Verfahrensgang

AG Solingen (Entscheidung vom 01.07.2010; Aktenzeichen 7 M 3877/10)

 

Nachgehend

BGH (Beschluss vom 06.09.2012; Aktenzeichen VII ZB 84/10)

 

Tenor

Die angefochtene Entscheidung wird abgeändert:

Auf die Erinnerung des Schuldners wird der Pfändungs- und Überweisungsbeschluss des Amtsgerichts Solingen vom 1. Juli 2010 - 7 M 3877/10 - teilweise, unter Abschnitt B, dahin abgeändert, dass dem Schuldner bis zur Deckung des Anspruchs der Gläubigerin von dem nach Abschnitt A errechneten Nettoeinkommen monatlich nur verbleiben 760,00 EUR zuzüglich 1/2 des Mehrbetrages.
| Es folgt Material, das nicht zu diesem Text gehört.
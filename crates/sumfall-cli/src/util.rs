use std::{
    fs::File,
    io::{self, BufReader, BufWriter, StdoutLock, Write as _},
    path::{Path, PathBuf},
};

use anyhow::Context;

#[derive(Debug)]
pub enum Output {
    Stdout {
        writer: StdoutLock<'static>,
    },
    File {
        writer: BufWriter<File>,
        path: PathBuf,
    },
}

impl Output {
    pub fn save_json<T>(value: &T, output_path: Option<PathBuf>) -> anyhow::Result<()>
    where
        T: serde::Serialize,
    {
        let mut output = Output::from_output_path(output_path)?;
        output.write_json(value)
    }

    fn from_output_path(output_path: Option<PathBuf>) -> anyhow::Result<Self> {
        match output_path {
            Some(path) => Output::open(path),
            None => Ok(Output::stdout()),
        }
    }

    fn stdout() -> Self {
        Output::Stdout {
            writer: io::stdout().lock(),
        }
    }

    fn open(path: PathBuf) -> anyhow::Result<Self> {
        let file = File::create(&path)
            .with_context(|| format!("Failed to create output file: {}", path.display()))?;
        Ok(Output::File {
            writer: BufWriter::new(file),
            path,
        })
    }

    fn display_path(&self) -> String {
        match self {
            Output::Stdout { .. } => "stdout".to_string(),
            Output::File { path, .. } => path.display().to_string(),
        }
    }

    fn write_json<T>(&mut self, value: T) -> anyhow::Result<()>
    where
        T: serde::Serialize,
    {
        serde_json::to_writer_pretty(&mut *self, &value)
            .with_context(|| format!("Failed to write JSON to {}", self.display_path()))?;
        writeln!(&mut *self).with_context(|| {
            format!(
                "Failed to write newline after JSON to {}",
                self.display_path()
            )
        })?;
        self.flush()
            .with_context(|| format!("Failed to flush output to {}", self.display_path()))?;
        Ok(())
    }
}

impl io::Write for Output {
    fn write(&mut self, buf: &[u8]) -> io::Result<usize> {
        match self {
            Output::Stdout { writer } => writer.write(buf),
            Output::File { writer, .. } => writer.write(buf),
        }
    }

    fn flush(&mut self) -> io::Result<()> {
        match self {
            Output::Stdout { writer } => writer.flush(),
            Output::File { writer, .. } => writer.flush(),
        }
    }
}

/// Opens a protocol-formatted input file for buffered reading.
pub fn open_input_file<P>(file_kind: &str, path: P) -> anyhow::Result<BufReader<File>>
where
    P: AsRef<Path>,
{
    let path = path.as_ref();
    let file = File::open(path)
        .with_context(|| format!("Failed to open {} file: {}", file_kind, path.display()))?;
    Ok(BufReader::new(file))
}

#[cfg(test)]
mod tests {
    use std::{fs, process};

    use super::*;

    #[test]
    fn test_save_json_to_file() {
        let path = std::env::temp_dir().join(format!("sumfall-util-{}.json", process::id()));
        Output::save_json(&[1, 2, 3], Some(path.clone())).unwrap();
        let written = fs::read_to_string(&path).unwrap();
        fs::remove_file(&path).unwrap();

        let value: Vec<u32> = serde_json::from_str(&written).unwrap();
        assert_eq!(value, [1, 2, 3]);
        assert!(written.ends_with('\n'));
    }

    #[test]
    fn test_missing_input_file_names_its_kind() {
        let path = std::env::temp_dir().join("sumfall-util-does-not-exist.txt");
        let err = open_input_file("turn", &path).unwrap_err();
        assert!(err.to_string().starts_with("Failed to open turn file"));
    }
}
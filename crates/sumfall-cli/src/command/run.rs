use std::io::{self, BufRead, Write};

use anyhow::Context as _;
use sumfall_engine::{
    BoardGeometry, Command, DropOutcome, Pack, PackSchedule, PlacementPolicy, RandomPolicy,
    TurnState, simulate_drop,
};

use crate::protocol::{self, TokenReader};

use super::PolicyArg;

#[derive(Debug, Clone, clap::Args)]
pub(crate) struct RunArg {
    /// Name announced to the game server before the first turn
    #[arg(long, default_value = RunArg::DEFAULT_NAME)]
    name: String,
    #[clap(flatten)]
    policy: PolicyArg,
}

impl RunArg {
    const DEFAULT_NAME: &'static str = "sumfall";
}

impl Default for RunArg {
    fn default() -> Self {
        Self {
            name: Self::DEFAULT_NAME.to_owned(),
            policy: PolicyArg::default(),
        }
    }
}

pub(crate) fn run(arg: &RunArg) -> anyhow::Result<()> {
    let RunArg { name, policy } = arg;
    let PolicyArg { seed, max_turns } = policy;

    log::info!("starting {name} (seed {seed})");
    let mut policy = RandomPolicy::with_seed(*seed);
    let stdin = io::stdin().lock();
    let mut stdout = io::stdout().lock();
    let turns = play(stdin, &mut stdout, name, *max_turns, &mut policy)?;
    log::info!("input closed after {turns} turns");
    Ok(())
}

/// What was decided for one turn, plus what the engine expects to happen.
#[derive(Debug, Clone)]
pub(super) struct TurnDecision {
    pub(super) command: Command,
    /// The turn's pack, rotated as the command asks.
    pub(super) pack: Pack,
    /// `None` for spells and for drops the engine rejects.
    pub(super) outcome: Option<DropOutcome>,
}

/// Runs the decision path for a normalized turn.
pub(super) fn decide_turn<P>(
    policy: &mut P,
    schedule: &PackSchedule,
    turn: &TurnState,
) -> anyhow::Result<TurnDecision>
where
    P: PlacementPolicy + ?Sized,
{
    let index = turn.turn();
    let pack = schedule.get(index).with_context(|| {
        format!(
            "turn {index} is past the end of the pack schedule ({} packs)",
            schedule.len()
        )
    })?;

    let command = policy.decide(turn, pack);
    let (pack, outcome) = match command {
        Command::Drop { column, rotation } => {
            let rotated = pack.rotated(rotation.quarter_turns());
            let outcome = match simulate_drop(turn.player().board(), &rotated, column) {
                Ok(outcome) => Some(outcome),
                Err(err) => {
                    log::warn!("turn {index}: command `{command}` cannot be simulated: {err}");
                    None
                }
            };
            (rotated, outcome)
        }
        Command::Spell => (*pack, None),
    };

    Ok(TurnDecision {
        command,
        pack,
        outcome,
    })
}

/// Plays a whole game over the given streams and returns the number of turns played.
pub(super) fn play<R, W, P>(
    input: R,
    output: &mut W,
    name: &str,
    max_turns: usize,
    policy: &mut P,
) -> anyhow::Result<usize>
where
    R: BufRead,
    W: Write,
    P: PlacementPolicy + ?Sized,
{
    writeln!(output, "{name}").context("Failed to announce the AI name")?;
    output.flush().context("Failed to flush the AI name")?;

    let mut reader = TokenReader::new(input);
    let schedule = protocol::read_pack_schedule(&mut reader, max_turns)
        .context("Failed to read the pack schedule")?;
    log::info!("pack schedule loaded ({} packs)", schedule.len());

    let mut turns = 0;
    while let Some(turn) = protocol::read_turn(&mut reader, BoardGeometry::STANDARD)
        .with_context(|| format!("Failed to read turn input after {turns} turns"))?
    {
        let turn = turn.normalized();
        let decision = decide_turn(policy, &schedule, &turn)?;

        log::trace!("turn {} pack:\n{}", turn.turn(), decision.pack);
        log::trace!("turn {} board:\n{}", turn.turn(), turn.player().board());
        match &decision.outcome {
            Some(outcome) => log::debug!(
                "turn {}: `{}` -> {} chains, score {}, {} obstacles sent{}",
                turn.turn(),
                decision.command,
                outcome.chain_count,
                outcome.score,
                outcome.obstacle_count,
                if outcome.is_game_over() {
                    ", game over"
                } else {
                    ""
                }
            ),
            None => log::debug!("turn {}: `{}`", turn.turn(), decision.command),
        }

        protocol::write_command(output, decision.command)
            .with_context(|| format!("Failed to write the command for turn {}", turn.turn()))?;
        turns += 1;
    }
    Ok(turns)
}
Die Gläubigerin hat die Kosten des Verfahrens zu tragen.

Die Rechtsbeschwerde wird zugelassen.

 

Gründe

Die Gläubigerin betreibt gegen den Schuldner die Zwangsvollstreckung aus dem Zwischenvergleich vom 10. Mai 2010 (37 F 312/08, AG Solingen), in dem sich der Schuldner verpflichtet hat, an die Gläubigerin bis zum rechtskräftigen Abschluss der Folgesache "Nachehelicher Unterhalt" einen monatlichen Ehegattenunterhalt in Höhe von 556,00 EUR zu zahlen. Wegen eines Unterhaltsrückstands von 556,00 EUR sowie des künftig fällig werdenden Unterhalts hat die Gläubigerin den Pfändungs- und Überweisungsbeschluss vom 1. Juli 2010 erwirkt, durch den die angeblichen Ansprüche des Schuldners gegen die Drittschuldnerin auf Zahlung des gegenwärtigen und zukünftigen Arbeitseinkommens gepfändet worden sind. Unter Abschnitt B dieses Beschlusses ist angeordnet, dass dem Schuldner von dem Nettoeinkommen nur verbleiben dürfen 760,00 EUR monatlich. Zur Begründung ist ausgeführt, dass ein neuer Ehepartner des Schuldners - der Schuldner ist seit dem 10. Juni 2010 erneut verheiratet - gegenüber der geschiedenen Ehefrau als der vollstreckenden Gläubigerin nachrangig sei und keine Berücksichtigung finde.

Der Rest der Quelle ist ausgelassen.